I chased down to my office, which consisted of one-half the second story of a two-story building. Across the hall from me was a ladies’ hairdresser. The arrangement was undignified but interesting; I never knew whom I would meet on my way to the men’s room, or what vision of factitious delight would grace my exit from same. The ground floor was a drugstore, with soda fountain, notions, newspapers, magazines, bottled liquor with hair-tonic labels, toys and games, and occasionally an all-night poker game in the back room, including me. It was run by a folksy, rubicund gentleman named Geronimo Goldman who described himself as the last Jewish Apache. He was around sixty, and specialized in forgetting to send out bills, weeping openly at hard-luck stories, and giving away free medicine. Also removing cinders and bandaging cuts. “I make it up on the newspapers,” he said. He had told me once that his real name was Bernard, that he was from Newark, New Jersey, and that he had moved west
just before the war for his health and because he was fascinated by Indians. “Is that why you have that lilt to your voice? Almost an accent. Is that New Jersey?”
“What, New Jersey,” he said. “That’s what’s left of a Yiddish childhood. Plus, plus,” the admonitory finger, the toothy smile, “plus my Apache heritage. But the Apaches have no word for herring. Salt fish, they say. You go in and ask for a salt fish, you’re liable to get anything.”
“Funny,” I said, “I don’t know that I ever talked to a Jewish fellow. I mean not as a Jewish fellow.”
“You don’t have to say ‘Jewish fellow,’” he explained gently. “Just ‘Jew.’ An all-right word. Being a Jew is honorable work.”
“Jew,” I said obediently. “Jew.” It sounded odd.
“Very good,” he said. The rumor was that he supported himself playing poker, and I am in a position to confirm that, but I have indicated my aversion to rumor. The building itself had been put up in the 1880s, and its various occupants worked with a constant sense of impending catastrophe, heightened by the groaning and crepitation of exhausted lumber.
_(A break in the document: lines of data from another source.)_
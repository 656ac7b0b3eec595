//! Distinguished names and their components.

use crate::error::{DirResult, DirectoryError};
use serde::{Deserialize, Serialize};
use std::fmt;

/// One relative distinguished name component, stored in normalized form
/// (attribute type and value lowercased and trimmed).
///
/// The unescaped `type=value` subset of RFC 4514 is supported; escaping
/// belongs to the protocol front end.
#[derive(Debug, Clone, PartialEq, Eq, PartialOrd, Ord, Hash, Serialize, Deserialize)]
pub struct Rdn {
    attr: String,
    value: String,
}

impl Rdn {
    /// Creates a normalized Rdn from an attribute type and value.
    pub fn new(attr: impl AsRef<str>, value: impl AsRef<str>) -> DirResult<Self> {
        let attr = attr.as_ref().trim().to_ascii_lowercase();
        let value = value.as_ref().trim().to_ascii_lowercase();
        if attr.is_empty() || value.is_empty() {
            return Err(DirectoryError::invalid_dn(
                "Rdn attribute and value must be non-empty",
            ));
        }
        Ok(Self { attr, value })
    }

    /// Parses a `type=value` component.
    pub fn parse(component: &str) -> DirResult<Self> {
        let (attr, value) = component
            .split_once('=')
            .ok_or_else(|| DirectoryError::invalid_dn(format!("missing '=' in: {component}")))?;
        Self::new(attr, value)
    }

    /// Returns the normalized attribute type.
    #[must_use]
    pub fn attr(&self) -> &str {
        &self.attr
    }

    /// Returns the normalized attribute value.
    #[must_use]
    pub fn value(&self) -> &str {
        &self.value
    }
}

impl fmt::Display for Rdn {
    fn fmt(&self, f: &mut fmt::Formatter<'_>) -> fmt::Result {
        write!(f, "{}={}", self.attr, self.value)
    }
}

/// A distinguished name: an ordered sequence of Rdns, leaf first.
///
/// `dn.rdns()[0]` is the entry's own Rdn; the last component is the one
/// closest to the directory root.
#[derive(Debug, Clone, PartialEq, Eq, PartialOrd, Ord, Hash, Serialize, Deserialize)]
pub struct Dn {
    rdns: Vec<Rdn>,
}

impl Dn {
    /// Parses a comma-separated Dn string, e.g. `ou=people,dc=example`.
    pub fn parse(s: &str) -> DirResult<Self> {
        let s = s.trim();
        if s.is_empty() {
            return Err(DirectoryError::invalid_dn("empty Dn"));
        }
        let rdns = s.split(',').map(Rdn::parse).collect::<DirResult<_>>()?;
        Ok(Self { rdns })
    }

    /// Creates a Dn from components, leaf first.
    pub fn from_rdns(rdns: Vec<Rdn>) -> DirResult<Self> {
        if rdns.is_empty() {
            return Err(DirectoryError::invalid_dn("empty Dn"));
        }
        Ok(Self { rdns })
    }

    /// Returns the components, leaf first.
    #[must_use]
    pub fn rdns(&self) -> &[Rdn] {
        &self.rdns
    }

    /// Returns the entry's own (leftmost) Rdn.
    #[must_use]
    pub fn rdn(&self) -> &Rdn {
        &self.rdns[0]
    }

    /// Returns the number of components.
    #[must_use]
    pub fn size(&self) -> usize {
        self.rdns.len()
    }

    /// Returns the parent Dn, or `None` for a single-component Dn.
    #[must_use]
    pub fn parent(&self) -> Option<Dn> {
        if self.rdns.len() <= 1 {
            None
        } else {
            Some(Dn {
                rdns: self.rdns[1..].to_vec(),
            })
        }
    }

    /// Returns whether `self` is a strict ancestor of `other`.
    #[must_use]
    pub fn is_ancestor_of(&self, other: &Dn) -> bool {
        other.size() > self.size() && other.rdns[other.size() - self.size()..] == self.rdns[..]
    }

    /// Returns whether `self` equals `other` or is an ancestor of it.
    #[must_use]
    pub fn is_ancestor_of_or_equal(&self, other: &Dn) -> bool {
        self == other || self.is_ancestor_of(other)
    }

    /// Returns whether `self` is a strict descendant of `other`.
    #[must_use]
    pub fn is_descendant_of(&self, other: &Dn) -> bool {
        other.is_ancestor_of(self)
    }

    /// Returns the child Dn obtained by prepending `rdn` to `self`.
    #[must_use]
    pub fn child(&self, rdn: Rdn) -> Dn {
        let mut rdns = Vec::with_capacity(self.rdns.len() + 1);
        rdns.push(rdn);
        rdns.extend_from_slice(&self.rdns);
        Dn { rdns }
    }
}

impl fmt::Display for Dn {
    fn fmt(&self, f: &mut fmt::Formatter<'_>) -> fmt::Result {
        let mut first = true;
        for rdn in &self.rdns {
            if !first {
                f.write_str(",")?;
            }
            write!(f, "{rdn}")?;
            first = false;
        }
        Ok(())
    }
}

#[cfg(test)]
mod tests {
    use super::*;

    fn dn(s: &str) -> Dn {
        Dn::parse(s).unwrap()
    }

    #[test]
    fn parse_normalizes() {
        let parsed = dn(" OU=People , DC=Example ");
        assert_eq!(parsed.to_string(), "ou=people,dc=example");
    }

    #[test]
    fn parse_rejects_garbage() {
        assert!(Dn::parse("").is_err());
        assert!(Dn::parse("no-equals").is_err());
        assert!(Dn::parse("ou=,dc=example").is_err());
        assert!(Dn::parse("=x,dc=example").is_err());
    }

    #[test]
    fn rdn_is_leaf() {
        let parsed = dn("cn=alice,ou=people,dc=example");
        assert_eq!(parsed.rdn().to_string(), "cn=alice");
        assert_eq!(parsed.size(), 3);
    }

    #[test]
    fn parent_chain() {
        let parsed = dn("cn=alice,ou=people,dc=example");
        let parent = parsed.parent().unwrap();
        assert_eq!(parent.to_string(), "ou=people,dc=example");
        assert_eq!(parent.parent().unwrap().to_string(), "dc=example");
        assert!(parent.parent().unwrap().parent().is_none());
    }

    #[test]
    fn ancestry() {
        let suffix = dn("dc=example");
        let people = dn("ou=people,dc=example");
        let alice = dn("cn=alice,ou=people,dc=example");
        let other = dn("ou=people,dc=other");

        assert!(suffix.is_ancestor_of(&people));
        assert!(suffix.is_ancestor_of(&alice));
        assert!(people.is_ancestor_of(&alice));
        assert!(!people.is_ancestor_of(&suffix));
        assert!(!suffix.is_ancestor_of(&suffix));
        assert!(suffix.is_ancestor_of_or_equal(&suffix));
        assert!(!suffix.is_ancestor_of(&other));
        assert!(alice.is_descendant_of(&suffix));
    }

    #[test]
    fn child_builds_downward() {
        let suffix = dn("dc=example");
        let child = suffix.child(Rdn::new("ou", "People").unwrap());
        assert_eq!(child.to_string(), "ou=people,dc=example");
    }

    #[test]
    fn case_differences_compare_equal() {
        assert_eq!(dn("OU=A,DC=B"), dn("ou=a,dc=b"));
    }
}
I had two rooms. One was an anteroom where my part-time clerk could read the Police Gazette, and where people could sit when I wanted to impress them by making them wait. The clerk, a bright young ex-Zuñi of twenty-two, had little to do, but he had been graduated from a state law school and a clerkship was traditionally the next step. His name was John Digby, which was his idea of the emancipated form of Jumping Deer, the name given him at birth. He was all right: smart, cheerful, ambitious, you might even say one hundred per cent American. I considered him with an odd mixture of respect, melancholy, and expectation. The respect because he did his work well; the melancholy because he had chopped away his own roots—he had chosen a kind of anonymity; and the expectation because I never fully believed that he wanted to be like the go-getters around him, and I kept hoping that he would show up in war paint, naked and greased, with a bleeding goat’s-scrotum, full, hanging around his neck. He wore blue suits, black shoes, white shirts, and red neckties. In the year following these events the government of the United States condescended to grant him and his brothers American citizenship.